Pero no todas las respuestas tienen el mismo valor. Ahí tienen esa sorprendente muestra de enloquecimiento textual perpetrada por mi adorada Asociación de Editores de Madrid (AEM) en colaboración con Metro de Madrid, dos instituciones que se han conjurado para empapelar la estación de Ríos Rosas (incluidos pasillos) con el texto completo (dos millones de caracteres) de Fortunata y Jacinta. Está muy bien que se conmemore el centenario de la muerte de su autor, aunque resulten patéticos algunos puntos de su particular modo de empleo, como el de que la disposición y “puesta en pared” del grueso del texto, así como los pasajes destacados, propician “dos lecturas diferentes”: una pausada mientras llega el tren, y “otra rápida a través de los fogonazos que las citas permiten ver desde el vagón en marcha”. No se mareen, porfa.

4. Héroes

La pandemia nos ha permitido reconstruir nuestra panoplia de héroes. Aparte del amplio espectro de sanitarios, de ancianos sobrevivientes en las residencias, de los comerciantes de proximidad que no han bajado la persiana, de los hosteleros a media jornada, se hace necesario homenajear a los libreros. Y eso que no ha sido un buen año para la Cegal, la plataforma que agrupa a buena parte de los libreros de este país (por ahora). Además de tener que devolver con gran esfuerzo a Hacienda (los editores ya lo hicieron) el agujero financiero que les dejó la empresa de “formación” Editrain (algunos la llaman “Pufotrain”), que pasó por el sector del libro con la furia del peor de los tornados (su director, Jaime Brull, estuvo durante un tiempo muy arropado por algunos de los próceres de la edición, que no supieron parar a tiempo el desaguisado), los chicos y chicas de Cegal han tenido que asistir a la defección de muchos de los usuarios de su página todostuslibros.com.

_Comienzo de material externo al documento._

use serde_json::Value;

use super::{result_of, scalar_text};

/// Fields that answer each command, checked in order. Dotted keys reach
/// into nested objects.
const PRIORITY_KEYS: [&str; 5] = [
    "summary.total_payable",
    "periods",
    "active_contracts",
    "summary.installment_count",
    "status",
];

/// Print just the key answer value from the output, falling back to the
/// first field of the result.
pub fn print_minimal(value: &Value) {
    let result = result_of(value);

    for key in PRIORITY_KEYS {
        if let Some(val) = lookup(result, key).filter(|v| !v.is_null()) {
            println!("{}", scalar_text(val));
            return;
        }
    }

    match result {
        Value::Object(map) => match map.iter().next() {
            Some((key, val)) => println!("{}: {}", key, scalar_text(val)),
            None => println!("{{}}"),
        },
        other => println!("{}", scalar_text(other)),
    }
}

fn lookup<'a>(value: &'a Value, dotted: &str) -> Option<&'a Value> {
    dotted
        .split('.')
        .try_fold(value, |current, part| current.as_object()?.get(part))
}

Y es que muchos de los libreros asociados no solo cobran los gastos de envío —algo razonable para quienes no tienen una distribución propia—, sino que también cargan al cliente unos absurdos “gastos de gestión”, lo que puede incrementar el precio total del pedido por encima de los ocho euros. De modo que o arreglan pronto ese extremo o Amazon no va a precisar de mejor caldo gordo.